Dataset entries
Start of Block
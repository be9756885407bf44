//! Encoding a small form with nested and repeated fields.
//!
//! Run with: cargo run --example simple

use form_json::{to_string, FormData};
use std::error::Error;

fn main() -> Result<(), Box<dyn Error>> {
    let mut form = FormData::new();
    form.append_text("name", "Bender", "text");
    form.append_text("pet[species]", "Dahut", "text");
    form.append_text("pet[name]", "Hypatia", "text");
    form.append_text("kids[1]", "Thelma", "text");
    form.append_text("kids[0]", "Ashley", "text");
    form.append_text("tags[]", "robot", "checkbox");
    form.append_text("tags[]", "bending", "checkbox");

    let json = to_string(&form);
    println!("JSON output:\n{}\n", json);

    // The output is plain JSON any parser accepts
    let parsed: serde_json::Value = serde_json::from_str(&json)?;
    assert_eq!(parsed["kids"][0], "Ashley");
    assert_eq!(parsed["tags"][1], "bending");
    println!("✓ Parsed back with serde_json");

    Ok(())
}
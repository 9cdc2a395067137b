//! Create contest_submissions table.
//!
//! `user_id` is unique: resubmission overwrites the existing row via ON CONFLICT.

use sea_orm_migration::prelude::*;

use super::m20250601_000001_create_users::Users;
use super::m20250601_000003_create_generated_designs::GeneratedDesigns;

#[derive(DeriveMigrationName)]
pub struct Migration;

#[async_trait::async_trait]
impl MigrationTrait for Migration {
    async fn up(&self, manager: &SchemaManager) -> Result<(), DbErr> {
        manager
            .create_table(
                Table::create()
                    .table(ContestSubmissions::Table)
                    .if_not_exists()
                    .col(
                        ColumnDef::new(ContestSubmissions::Id)
                            .uuid()
                            .not_null()
                            .primary_key(),
                    )
                    .col(ColumnDef::new(ContestSubmissions::UserId).uuid().not_null())
                    .col(
                        ColumnDef::new(ContestSubmissions::StorefrontDesignId)
                            .uuid()
                            .not_null(),
                    )
                    .col(
                        ColumnDef::new(ContestSubmissions::InteriorDesignId)
                            .uuid()
                            .not_null(),
                    )
                    .col(ColumnDef::new(ContestSubmissions::DealershipName).string_len(255))
                    .col(ColumnDef::new(ContestSubmissions::SapCode).string_len(64))
                    .col(ColumnDef::new(ContestSubmissions::MobileNumber).string_len(32))
                    .col(
                        ColumnDef::new(ContestSubmissions::SubmissionId)
                            .string_len(64)
                            .not_null(),
                    )
                    .col(
                        ColumnDef::new(ContestSubmissions::Status)
                            .string_len(20)
                            .not_null()
                            .default("submitted"),
                    )
                    .col(
                        ColumnDef::new(ContestSubmissions::SubmittedAt)
                            .timestamp_with_time_zone()
                            .not_null()
                            .default(Expr::current_timestamp()),
                    )
                    .foreign_key(
                        ForeignKey::create()
                            .from(ContestSubmissions::Table, ContestSubmissions::UserId)
                            .to(Users::Table, Users::Id)
                            .on_delete(ForeignKeyAction::Cascade),
                    )
                    .foreign_key(
                        ForeignKey::create()
                            .from(
                                ContestSubmissions::Table,
                                ContestSubmissions::StorefrontDesignId,
                            )
                            .to(GeneratedDesigns::Table, GeneratedDesigns::Id)
                            .on_delete(ForeignKeyAction::Cascade),
                    )
                    .foreign_key(
                        ForeignKey::create()
                            .from(
                                ContestSubmissions::Table,
                                ContestSubmissions::InteriorDesignId,
                            )
                            .to(GeneratedDesigns::Table, GeneratedDesigns::Id)
                            .on_delete(ForeignKeyAction::Cascade),
                    )
                    .to_owned(),
            )
            .await?;

        manager
            .create_index(
                Index::create()
                    .name("idx_contest_submissions_user_unique")
                    .table(ContestSubmissions::Table)
                    .col(ContestSubmissions::UserId)
                    .unique()
                    .to_owned(),
            )
            .await?;

        manager
            .create_index(
                Index::create()
                    .name("idx_contest_submissions_code_unique")
                    .table(ContestSubmissions::Table)
                    .col(ContestSubmissions::SubmissionId)
                    .unique()
                    .to_owned(),
            )
            .await?;

        manager
            .create_index(
                Index::create()
                    .name("idx_contest_submissions_status")
                    .table(ContestSubmissions::Table)
                    .col(ContestSubmissions::Status)
                    .col(ContestSubmissions::SubmittedAt)
                    .to_owned(),
            )
            .await
    }

    async fn down(&self, manager: &SchemaManager) -> Result<(), DbErr> {
        manager
            .drop_table(Table::drop().table(ContestSubmissions::Table).to_owned())
            .await
    }
}

#[derive(DeriveIden)]
enum ContestSubmissions {
    Table,
    Id,
    UserId,
    StorefrontDesignId,
    InteriorDesignId,
    DealershipName,
    SapCode,
    MobileNumber,
    SubmissionId,
    Status,
    SubmittedAt,
}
End of Block
-- Work item --
Copy all of the data exactly.

-- Task answer --
repository be9756885407bf44
//! Encoding a small form with nested and repeated fields.
//!
//! Run with: cargo run --example simple

use form_json::{to_string, FormData};
use std::error::Error;

fn main() -> Result<(), Box<dyn Error>> {
    let mut form = FormData::new();
    form.append_text("name", "Bender", "text");
    form.append_text("pet[species]", "Dahut", "text");
    form.append_text("pet[name]", "Hypatia", "text");
    form.append_text("kids[1]", "Thelma", "text");
    form.append_text("kids[0]", "Ashley", "text");
    form.append_text("tags[]", "robot", "checkbox");
    form.append_text("tags[]", "bending", "checkbox");

    let json = to_string(&form);
    println!("JSON output:\n{}\n", json);

    // The output is plain JSON any parser accepts
    let parsed: serde_json::Value = serde_json::from_str(&json)?;
    assert_eq!(parsed["kids"][0], "Ashley");
    assert_eq!(parsed["tags"][1], "bending");
    println!("✓ Parsed back with serde_json");

    Ok(())
}
repository 9cdc2a395067137b
//! Create contest_submissions table.
//!
//! `user_id` is unique: resubmission overwrites the existing row via ON CONFLICT.

use sea_orm_migration::prelude::*;

use super::m20250601_000001_create_users::Users;
use super::m20250601_000003_create_generated_designs::GeneratedDesigns;

#[derive(DeriveMigrationName)]
pub struct Migration;

#[async_trait::async_trait]
impl MigrationTrait for Migration {
    async fn up(&self, manager: &SchemaManager) -> Result<(), DbErr> {
        manager
            .create_table(
                Table::create()
                    .table(ContestSubmissions::Table)
                    .if_not_exists()
                    .col(
                        ColumnDef::new(ContestSubmissions::Id)
                            .uuid()
                            .not_null()
                            .primary_key(),
                    )
                    .col(ColumnDef::new(ContestSubmissions::UserId).uuid().not_null())
                    .col(
                        ColumnDef::new(ContestSubmissions::StorefrontDesignId)
                            .uuid()
                            .not_null(),
                    )
                    .col(
                        ColumnDef::new(ContestSubmissions::InteriorDesignId)
                            .uuid()
                            .not_null(),
                    )
                    .col(ColumnDef::new(ContestSubmissions::DealershipName).string_len(255))
                    .col(ColumnDef::new(ContestSubmissions::SapCode).string_len(64))
                    .col(ColumnDef::new(ContestSubmissions::MobileNumber).string_len(32))
                    .col(
                        ColumnDef::new(ContestSubmissions::SubmissionId)
                            .string_len(64)
                            .not_null(),
                    )
                    .col(
                        ColumnDef::new(ContestSubmissions::Status)
                            .string_len(20)
                            .not_null()
                            .default("submitted"),
                    )
                    .col(
                        ColumnDef::new(ContestSubmissions::SubmittedAt)
                            .timestamp_with_time_zone()
                            .not_null()
                            .default(Expr::current_timestamp()),
                    )
                    .foreign_key(
                        ForeignKey::create()
                            .from(ContestSubmissions::Table, ContestSubmissions::UserId)
                            .to(Users::Table, Users::Id)
                            .on_delete(ForeignKeyAction::Cascade),
                    )
                    .foreign_key(
                        ForeignKey::create()
                            .from(
                                ContestSubmissions::Table,
                                ContestSubmissions::StorefrontDesignId,
                            )
                            .to(GeneratedDesigns::Table, GeneratedDesigns::Id)
                            .on_delete(ForeignKeyAction::Cascade),
                    )
                    .foreign_key(
                        ForeignKey::create()
                            .from(
                                ContestSubmissions::Table,
                                ContestSubmissions::InteriorDesignId,
                            )
                            .to(GeneratedDesigns::Table, GeneratedDesigns::Id)
                            .on_delete(ForeignKeyAction::Cascade),
                    )
                    .to_owned(),
            )
            .await?;

        manager
            .create_index(
                Index::create()
                    .name("idx_contest_submissions_user_unique")
                    .table(ContestSubmissions::Table)
                    .col(ContestSubmissions::UserId)
                    .unique()
                    .to_owned(),
            )
            .await?;

        manager
            .create_index(
                Index::create()
                    .name("idx_contest_submissions_code_unique")
                    .table(ContestSubmissions::Table)
                    .col(ContestSubmissions::SubmissionId)
                    .unique()
                    .to_owned(),
            )
            .await?;

        manager
            .create_index(
                Index::create()
                    .name("idx_contest_submissions_status")
                    .table(ContestSubmissions::Table)
                    .col(ContestSubmissions::Status)
                    .col(ContestSubmissions::SubmittedAt)
                    .to_owned(),
            )
            .await
    }

    async fn down(&self, manager: &SchemaManager) -> Result<(), DbErr> {
        manager
            .drop_table(Table::drop().table(ContestSubmissions::Table).to_owned())
            .await
    }
}

#[derive(DeriveIden)]
enum ContestSubmissions {
    Table,
    Id,
    UserId,
    StorefrontDesignId,
    InteriorDesignId,
    DealershipName,
    SapCode,
    MobileNumber,
    SubmissionId,
    Status,
    SubmittedAt,
}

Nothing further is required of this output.